(Work to complete)
If a line in the entries contains the string "listening", include that line in your answer.

(Working data)
__________________________________________________

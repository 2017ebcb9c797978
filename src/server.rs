//! HTTP JSON API.
//!
//! # Endpoints
//!
//! | Method   | Path | Description |
//! |----------|------|-------------|
//! | `GET`    | `/health` | Health check (returns version) |
//! | `GET`    | `/keywords?category=` | List stored keywords |
//! | `POST`   | `/keywords` | Add a keyword (`201`, `409` on duplicate) |
//! | `DELETE` | `/keywords/{id}` | Remove a keyword (`204`, `404`) |
//! | `POST`   | `/scan` | Scan a base64-encoded document |
//!
//! # Error Contract
//!
//! ```json
//! { "error": { "code": "bad_request", "message": "keyword must not be empty" } }
//! ```
//!
//! Error codes: `bad_request` (400), `not_found` (404), `conflict` (409),
//! `payload_too_large` (413), `unprocessable_document` (422),
//! `internal` (500).
//!
//! # CORS
//!
//! All origins, methods, and headers are permitted so browser front ends
//! can post documents directly.

use axum::{
    extract::{DefaultBodyLimit, Path, Query, State},
    http::StatusCode,
    response::{IntoResponse, Response},
    routing::{delete, get, post},
    Json, Router,
};
use base64::Engine as _;
use keyword_scan_core::models::{Category, Keyword, SearchMode};
use keyword_scan_core::store::{KeywordStore, StoredKeyword};
use keyword_scan_core::KeywordError;
use serde::{Deserialize, Serialize};
use std::sync::Arc;
use tower_http::cors::{Any, CorsLayer};
use tracing::{debug, info};

use crate::config::Config;
use crate::extract::{self, ExtractError};
use crate::scan::{scan_document, ScanOverrides, ScanReport};
use crate::sqlite_store::SqliteKeywordStore;
use crate::{db, migrate};

/// Shared state for all handlers.
#[derive(Clone)]
pub struct AppState {
    pub config: Arc<Config>,
    pub store: Arc<dyn KeywordStore>,
}

/// Open the configured database and serve until the process is stopped.
pub async fn run_server(config: &Config) -> anyhow::Result<()> {
    let pool = db::connect(config).await?;
    migrate::apply(&pool).await?;

    let state = AppState {
        config: Arc::new(config.clone()),
        store: Arc::new(SqliteKeywordStore::new(pool)),
    };

    let bind_addr = config.server.bind.clone();
    let listener = tokio::net::TcpListener::bind(&bind_addr).await?;
    info!(bind = %bind_addr, "server listening");
    println!("keyword-scan server listening on http://{}", bind_addr);

    axum::serve(listener, router(state)).await?;
    Ok(())
}

/// Build the router. Exposed so tests can serve it on an ephemeral port.
pub fn router(state: AppState) -> Router {
    let cors = CorsLayer::new()
        .allow_origin(Any)
        .allow_methods(Any)
        .allow_headers(Any);

    // base64 inflates by 4/3; leave room for the JSON envelope
    let body_limit = (state.config.scan.max_file_bytes as usize)
        .saturating_mul(4)
        / 3
        + 64 * 1024;

    Router::new()
        .route("/health", get(handle_health))
        .route("/keywords", get(handle_list_keywords).post(handle_add_keyword))
        .route("/keywords/{id}", delete(handle_remove_keyword))
        .route("/scan", post(handle_scan))
        .layer(DefaultBodyLimit::max(body_limit))
        .layer(cors)
        .with_state(state)
}

// ============ Error response ============

#[derive(Serialize)]
struct ErrorBody {
    error: ErrorDetail,
}

#[derive(Serialize)]
struct ErrorDetail {
    code: String,
    message: String,
}

#[derive(Debug)]
struct AppError {
    status: StatusCode,
    code: &'static str,
    message: String,
}

impl IntoResponse for AppError {
    fn into_response(self) -> Response {
        let body = ErrorBody {
            error: ErrorDetail {
                code: self.code.to_string(),
                message: self.message,
            },
        };
        (self.status, Json(body)).into_response()
    }
}

fn app_error(status: StatusCode, code: &'static str, message: impl Into<String>) -> AppError {
    AppError {
        status,
        code,
        message: message.into(),
    }
}

fn bad_request(message: impl Into<String>) -> AppError {
    app_error(StatusCode::BAD_REQUEST, "bad_request", message)
}

fn not_found(message: impl Into<String>) -> AppError {
    app_error(StatusCode::NOT_FOUND, "not_found", message)
}

fn internal(err: impl std::fmt::Display) -> AppError {
    app_error(StatusCode::INTERNAL_SERVER_ERROR, "internal", err.to_string())
}

impl From<anyhow::Error> for AppError {
    fn from(err: anyhow::Error) -> Self {
        match err.downcast_ref::<KeywordError>() {
            Some(KeywordError::Duplicate(_)) => {
                app_error(StatusCode::CONFLICT, "conflict", err.to_string())
            }
            Some(_) => bad_request(err.to_string()),
            None => internal(err),
        }
    }
}

impl From<ExtractError> for AppError {
    fn from(err: ExtractError) -> Self {
        if err.is_corrupt_input() {
            app_error(
                StatusCode::UNPROCESSABLE_ENTITY,
                "unprocessable_document",
                err.to_string(),
            )
        } else {
            bad_request(err.to_string())
        }
    }
}

// ============ GET /health ============

#[derive(Serialize)]
struct HealthResponse {
    status: String,
    version: String,
}

async fn handle_health() -> Json<HealthResponse> {
    Json(HealthResponse {
        status: "ok".to_string(),
        version: env!("CARGO_PKG_VERSION").to_string(),
    })
}

// ============ /keywords ============

#[derive(Deserialize)]
struct ListParams {
    category: Option<Category>,
}

#[derive(Serialize)]
struct KeywordList {
    keywords: Vec<StoredKeyword>,
}

async fn handle_list_keywords(
    State(state): State<AppState>,
    Query(params): Query<ListParams>,
) -> Result<Json<KeywordList>, AppError> {
    let keywords = state.store.list_keywords(params.category).await?;
    Ok(Json(KeywordList { keywords }))
}

#[derive(Deserialize)]
struct AddKeywordRequest {
    text: String,
    category: Category,
}

async fn handle_add_keyword(
    State(state): State<AppState>,
    Json(req): Json<AddKeywordRequest>,
) -> Result<(StatusCode, Json<StoredKeyword>), AppError> {
    let keyword = Keyword::new(&req.text, req.category).map_err(|e| bad_request(e.to_string()))?;
    let stored = state.store.add_keyword(&keyword).await?;
    debug!(id = stored.id, keyword = stored.keyword.text(), "keyword added");
    Ok((StatusCode::CREATED, Json(stored)))
}

async fn handle_remove_keyword(
    State(state): State<AppState>,
    Path(id): Path<i64>,
) -> Result<StatusCode, AppError> {
    if state.store.remove_keyword(id).await? {
        Ok(StatusCode::NO_CONTENT)
    } else {
        Err(not_found(format!("no keyword with id {}", id)))
    }
}

// ============ POST /scan ============

#[derive(Deserialize)]
struct ScanRequest {
    filename: Option<String>,
    content_type: Option<String>,
    content_base64: String,
    mode: Option<SearchMode>,
    context_radius: Option<usize>,
    category: Option<Category>,
}

async fn handle_scan(
    State(state): State<AppState>,
    Json(req): Json<ScanRequest>,
) -> Result<Json<ScanReport>, AppError> {
    let content_type = match (&req.content_type, &req.filename) {
        (Some(ct), _) => ct.clone(),
        (None, Some(name)) => extract::content_type_for_path(std::path::Path::new(name))
            .map(str::to_string)
            .ok_or_else(|| bad_request(format!("cannot infer content type for {}", name)))?,
        (None, None) => return Err(bad_request("content_type or filename is required")),
    };

    let bytes = base64::engine::general_purpose::STANDARD
        .decode(req.content_base64.trim())
        .map_err(|e| bad_request(format!("content_base64 is not valid base64: {}", e)))?;

    let limit = state.config.scan.max_file_bytes;
    if bytes.len() as u64 > limit {
        return Err(app_error(
            StatusCode::PAYLOAD_TOO_LARGE,
            "payload_too_large",
            format!("document is {} bytes; limit is {}", bytes.len(), limit),
        ));
    }

    let registry = state.store.load_registry(req.category).await?;
    let overrides = ScanOverrides {
        mode: req.mode,
        context_radius: req.context_radius,
        ..Default::default()
    };
    let options = overrides.apply(state.config.scan.search_options());
    let document = req.filename.unwrap_or_else(|| "upload".to_string());

    let report = tokio::task::spawn_blocking(move || {
        scan_document(&document, &bytes, &content_type, &registry, options)
    })
    .await
    .map_err(internal)??;

    Ok(Json(report))
}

__________________________________________________

(Exercise answer)
    info!(bind = %bind_addr, "server listening");
    println!("keyword-scan server listening on http://{}", bind_addr);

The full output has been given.